Reputation: 3
Quoting OReilly :
Tuple : An ordered collection of data elements. Bag : An unordered coection of tuples.
I am fairly new to pig, and this may be a trivial question, but I need help in understanding how a tuple is an "ordered" collection of elements, whereas a bag is not.
Thanks.
Upvotes: 0
Views: 544
Reputation: 936
The Tuple defines as " ordered elements " and where as bag defines a " unordered tuple ".
You can understand using simple example -
Suppose there is a college , which has variety of branch i.e CSE,ME,EC,EI,EN etc. Each branch has HOD,Asst.Professor, Professor, Peon.

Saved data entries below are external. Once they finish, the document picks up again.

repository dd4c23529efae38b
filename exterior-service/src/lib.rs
pub mod config;
pub mod handlers;
pub mod models;
pub mod services;
pub mod startup;
//! service-core: Shared infrastructure for the exterior rendering services.
pub mod config;
pub mod error;
pub mod middleware;
pub mod observability;

pub use axum;
pub use serde;
pub use serde_json;
pub use tokio;
pub use tower;
pub use tower_http;
pub use tracing;
use axum::http::HeaderValue;
use axum::{extract::Request, middleware::Next, response::Response};
use uuid::Uuid;

pub const REQUEST_ID_HEADER: &str = "x-request-id";

/// Propagates the caller's `x-request-id` or assigns a fresh one, and echoes
/// it on the response.
pub async fn request_id_middleware(mut req: Request, next: Next) -> Response {
    let request_id = req
        .headers()
        .get(REQUEST_ID_HEADER)
        .and_then(|h| h.to_str().ok())
        .filter(|s| !s.is_empty())
        .map(|s| s.to_string())
        .unwrap_or_else(|| Uuid::new_v4().to_string());

    let header_value = HeaderValue::from_str(&request_id).ok();
    if let Some(value) = &header_value {
        req.headers_mut().insert(REQUEST_ID_HEADER, value.clone());
    }

    let mut response = next.run(req).await;

    if let Some(value) = header_value {
        response.headers_mut().insert(REQUEST_ID_HEADER, value);
    }

    response
}
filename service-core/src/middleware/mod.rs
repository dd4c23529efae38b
pub mod metrics;
pub mod tracing;

pub use self::metrics::metrics_middleware;
pub use self::tracing::{REQUEST_ID_HEADER, request_id_middleware};
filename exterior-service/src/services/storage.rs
use async_trait::async_trait;
use aws_config::{BehaviorVersion, Region};
use aws_credential_types::Credentials;
use aws_sdk_s3::error::DisplayErrorContext;
use aws_sdk_s3::primitives::ByteStream;
use aws_sdk_s3::Client as S3Client;
use service_core::error::AppError;
use std::path::{Component, Path, PathBuf};
use std::sync::Mutex;
use tokio::fs;

use crate::config::StorageConfig;

/// Blob store for uploaded photos. `put` returns a URL the inference service
/// can fetch the object from.
#[async_trait]
pub trait ObjectStore: Send + Sync {
    async fn put(&self, key: &str, data: Vec<u8>, content_type: &str) -> Result<String, AppError>;
}

pub struct S3Storage {
    client: S3Client,
    bucket: String,
    region: String,
    endpoint: Option<String>,
}

impl S3Storage {
    pub fn new(client: S3Client, bucket: String, region: String, endpoint: Option<String>) -> Self {
        Self {
            client,
            bucket,
            region,
            endpoint,
        }
    }

    /// Builds the SDK client from the storage section. Static credentials are
    /// used when both halves are set; otherwise the default provider chain.
    pub async fn from_config(config: &StorageConfig) -> Self {
        let mut loader = aws_config::defaults(BehaviorVersion::latest())
            .region(Region::new(config.s3_region.clone()));

        if let (Some(key_id), Some(secret)) = (&config.access_key_id, &config.secret_access_key) {
            loader = loader.credentials_provider(Credentials::new(
                key_id.clone(),
                secret.clone(),
                None,
                None,
                "exterior-service",
            ));
        }

        let shared = loader.load().await;
        let mut builder = aws_sdk_s3::config::Builder::from(&shared);
        if let Some(endpoint) = &config.s3_endpoint {
            builder = builder.endpoint_url(endpoint).force_path_style(true);
        }

        Self::new(
            S3Client::from_conf(builder.build()),
            config.s3_bucket.clone(),
            config.s3_region.clone(),
            config.s3_endpoint.clone(),
        )
    }

    /// Public URL of `key`, with each path segment percent-encoded.
    pub fn object_url(&self, key: &str) -> String {
        let encoded_key = encode_key(key);

        match &self.endpoint {
            Some(endpoint) => format!(
                "{}/{}/{}",
                endpoint.trim_end_matches('/'),
                self.bucket,
                encoded_key
            ),
            None => format!(
                "https://{}.s3.{}.amazonaws.com/{}",
                self.bucket, self.region, encoded_key
            ),
        }
    }
}

fn encode_key(key: &str) -> String {
    key.split('/')
        .map(|segment| urlencoding::encode(segment).into_owned())
        .collect::<Vec<_>>()
        .join("/")
}

#[async_trait]
impl ObjectStore for S3Storage {
    async fn put(&self, key: &str, data: Vec<u8>, content_type: &str) -> Result<String, AppError> {
        self.client
            .put_object()
            .bucket(&self.bucket)
            .key(key)
            .content_type(content_type)
            .body(ByteStream::from(data))
            .send()
            .await
            .map_err(|e| {
                AppError::StorageError(anyhow::anyhow!(
                    "S3 upload failed: {}",
                    DisplayErrorContext(&e)
                ))
            })?;

        Ok(self.object_url(key))
    }
}

/// Writes objects under a local directory that is served elsewhere at
/// `public_base_url`. Intended for development.
pub struct LocalStorage {
    base_path: PathBuf,
    public_base_url: String,
}

impl LocalStorage {
    pub async fn new(
        base_path: impl Into<PathBuf>,
        public_base_url: impl Into<String>,
    ) -> Result<Self, AppError> {
        let base_path = base_path.into();
        if !base_path.exists() {
            fs::create_dir_all(&base_path).await?;
        }
        Ok(Self {
            base_path,
            public_base_url: public_base_url.into(),
        })
    }

    /// File backing `key`. Keys that would resolve outside `base_path`
    /// (parent, root or prefix components) are refused.
    pub fn path_for(&self, key: &str) -> Result<PathBuf, AppError> {
        let relative = Path::new(key);
        let escapes = relative
            .components()
            .any(|component| !matches!(component, Component::Normal(_) | Component::CurDir));
        if escapes || key.is_empty() {
            return Err(AppError::StorageError(anyhow::anyhow!(
                "Refusing to store key outside the storage directory: {}",
                key
            )));
        }
        Ok(self.base_path.join(relative))
    }
}

#[async_trait]
impl ObjectStore for LocalStorage {
    async fn put(&self, key: &str, data: Vec<u8>, _content_type: &str) -> Result<String, AppError> {
        let path = self.path_for(key)?;
        let write = async {
            if let Some(parent) = path.parent() {
                fs::create_dir_all(parent).await?;
            }
            fs::write(&path, data).await
        };
        write.await.map_err(|e| {
            AppError::StorageError(anyhow::anyhow!(
                "Failed to write {}: {}",
                path.display(),
                e
            ))
        })?;

        Ok(format!(
            "{}/{}",
            self.public_base_url.trim_end_matches('/'),
            encode_key(key)
        ))
    }
}

/// In-memory store for tests. Keeps every object it accepts.
#[derive(Default)]
pub struct MemoryStorage {
    objects: Mutex<Vec<StoredObject>>,
    fail: bool,
}

#[derive(Debug, Clone, PartialEq)]
pub struct StoredObject {
    pub key: String,
    pub data: Vec<u8>,
    pub content_type: String,
}

impl MemoryStorage {
    pub fn new() -> Self {
        Self::default()
    }

    /// A store whose every `put` fails.
    pub fn failing() -> Self {
        Self {
            objects: Mutex::default(),
            fail: true,
        }
    }

    pub fn objects(&self) -> Vec<StoredObject> {
        self.objects
            .lock()
            .map(|objects| objects.clone())
            .unwrap_or_default()
    }
}

#[async_trait]
impl ObjectStore for MemoryStorage {
    async fn put(&self, key: &str, data: Vec<u8>, content_type: &str) -> Result<String, AppError> {
        if self.fail {
            return Err(AppError::StorageError(anyhow::anyhow!(
                "memory storage configured to fail"
            )));
        }

        self.objects
            .lock()
            .map_err(|_| AppError::StorageError(anyhow::anyhow!("memory storage poisoned")))?
            .push(StoredObject {
                key: key.to_string(),
                data,
                content_type: content_type.to_string(),
            });

        Ok(format!("memory://{}", key))
    }
}
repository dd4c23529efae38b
//! Request-scoped data for `POST /upload-exterior`.

use service_core::error::AppError;

/// Multipart part carrying the photo.
pub const IMAGE_FIELD: &str = "image";

/// Structured style fields, in the order they are reported when missing.
const REQUIRED_STYLE_FIELDS: [&str; 3] = ["exteriorStyle", "environment", "time"];

/// The uploaded photo as read from the multipart body.
#[derive(Debug, Clone)]
pub struct UploadedImage {
    pub bytes: Vec<u8>,
    pub content_type: String,
    pub file_name: String,
}

/// Style descriptors used to render the generation prompt.
#[derive(Debug, Clone, PartialEq, Eq)]
pub struct StyleDescriptor {
    pub exterior_style: String,
    pub environment: String,
    pub time: String,
    pub materials: Vec<String>,
}

impl StyleDescriptor {
    pub fn compose_prompt(&self) -> String {
        format!(
            "Generate a {} house exterior with {}, set in a {} environment during the {}.",
            self.exterior_style,
            self.materials.join(", "),
            self.environment,
            self.time
        )
    }
}

/// Where the prompt comes from. Structured fields are the canonical contract;
/// a bare `prompt` is still accepted when no style field is sent.
#[derive(Debug, Clone, PartialEq, Eq)]
pub enum PromptSource {
    Structured(StyleDescriptor),
    Freeform(String),
}

impl PromptSource {
    pub fn prompt(&self) -> String {
        match self {
            PromptSource::Structured(style) => style.compose_prompt(),
            PromptSource::Freeform(prompt) => prompt.clone(),
        }
    }

    pub fn mode(&self) -> &'static str {
        match self {
            PromptSource::Structured(_) => "structured",
            PromptSource::Freeform(_) => "freeform",
        }
    }
}

/// A validated upload, ready for the network steps.
#[derive(Debug, Clone)]
pub struct ExteriorUpload {
    pub image: UploadedImage,
    pub source: PromptSource,
}

/// Raw multipart fields, collected before any validation happens.
#[derive(Debug, Default)]
pub struct ExteriorForm {
    pub image: Option<UploadedImage>,
    pub prompt: Option<String>,
    pub exterior_style: Option<String>,
    pub environment: Option<String>,
    pub time: Option<String>,
    /// Every `materials` part, in body order, undecoded.
    pub materials: Vec<String>,
}

impl ExteriorForm {
    /// Records a text part. Returns `false` for names the endpoint ignores.
    pub fn set_text(&mut self, name: &str, value: String) -> bool {
        match name {
            "prompt" => self.prompt = Some(value),
            "exteriorStyle" => self.exterior_style = Some(value),
            "environment" => self.environment = Some(value),
            "time" => self.time = Some(value),
            "materials" | "materials[]" => self.materials.push(value),
            _ => return false,
        }
        true
    }

    pub fn validate(self) -> Result<ExteriorUpload, AppError> {
        let image = self
            .image
            .ok_or_else(|| AppError::BadRequest(anyhow::anyhow!("No file uploaded")))?;

        let style_fields = [&self.exterior_style, &self.environment, &self.time];
        let any_style = style_fields.iter().any(|f| f.is_some());

        if !any_style {
            if let Some(prompt) = self.prompt.filter(|p| !p.trim().is_empty()) {
                return Ok(ExteriorUpload {
                    image,
                    source: PromptSource::Freeform(prompt),
                });
            }
        }

        let missing: Vec<&str> = REQUIRED_STYLE_FIELDS
            .iter()
            .zip(style_fields)
            .filter(|(_, value)| value.as_deref().map_or(true, |v| v.trim().is_empty()))
            .map(|(name, _)| *name)
            .collect();
        if !missing.is_empty() {
            return Err(AppError::BadRequest(anyhow::anyhow!(
                "Missing required fields: {}",
                missing.join(", ")
            )));
        }

        let materials = decode_materials(&self.materials)?;

        Ok(ExteriorUpload {
            image,
            source: PromptSource::Structured(StyleDescriptor {
                exterior_style: self.exterior_style.unwrap_or_default(),
                environment: self.environment.unwrap_or_default(),
                time: self.time.unwrap_or_default(),
                materials,
            }),
        })
    }
}

/// Flattens `materials` parts. A part that looks like a JSON array must
/// decode as an array of strings; anything else is taken as one material.
pub fn decode_materials(parts: &[String]) -> Result<Vec<String>, AppError> {
    let mut materials = Vec::new();
    for part in parts {
        if part.trim_start().starts_with('[') {
            let decoded: Vec<String> = serde_json::from_str(part).map_err(|e| {
                tracing::debug!(error = %e, "Rejected materials payload");
                AppError::BadRequest(anyhow::anyhow!("materials must be a JSON array of strings"))
            })?;
            materials.extend(decoded);
        } else {
            materials.push(part.clone());
        }
    }
    Ok(materials)
}

/// Object key for an upload: `uploads/<epoch-millis>_<original-filename>`.
///
/// The filename is used as sent, so two uploads of the same name in the same
/// millisecond share a key.
pub fn storage_key(epoch_millis: i64, file_name: &str) -> String {
    format!("uploads/{}_{}", epoch_millis, file_name)
}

Tuple : The collection of details of each Branch i.e. there is a order in each branch such as first will be HOD,2nd will be .. ,3rd will be .. etc
Bag : The collection of Branch i.e. It doesn't contain any specific order ( unordered ).
Hope I am able to understand you.
Upvotes: 0
Reputation: 561
Think of the most simple example - a nicely formatted, unsorted CSV file.
When you read the file into PIG, each row is a tuple. A collection of fields. Each field has its position; it makes sense to speak of 'the first field', 'the 3rd field' and 'the last field'.
However, the order of those rows, is meaningless. Similiarly, the order of tuples in a bag, is arbitrary and cannot be relied on.
There is an interesting discussion of the concepts here: How do I extract the first tuple from a generated bag (whose size might vary) in PIG?
Upvotes: 1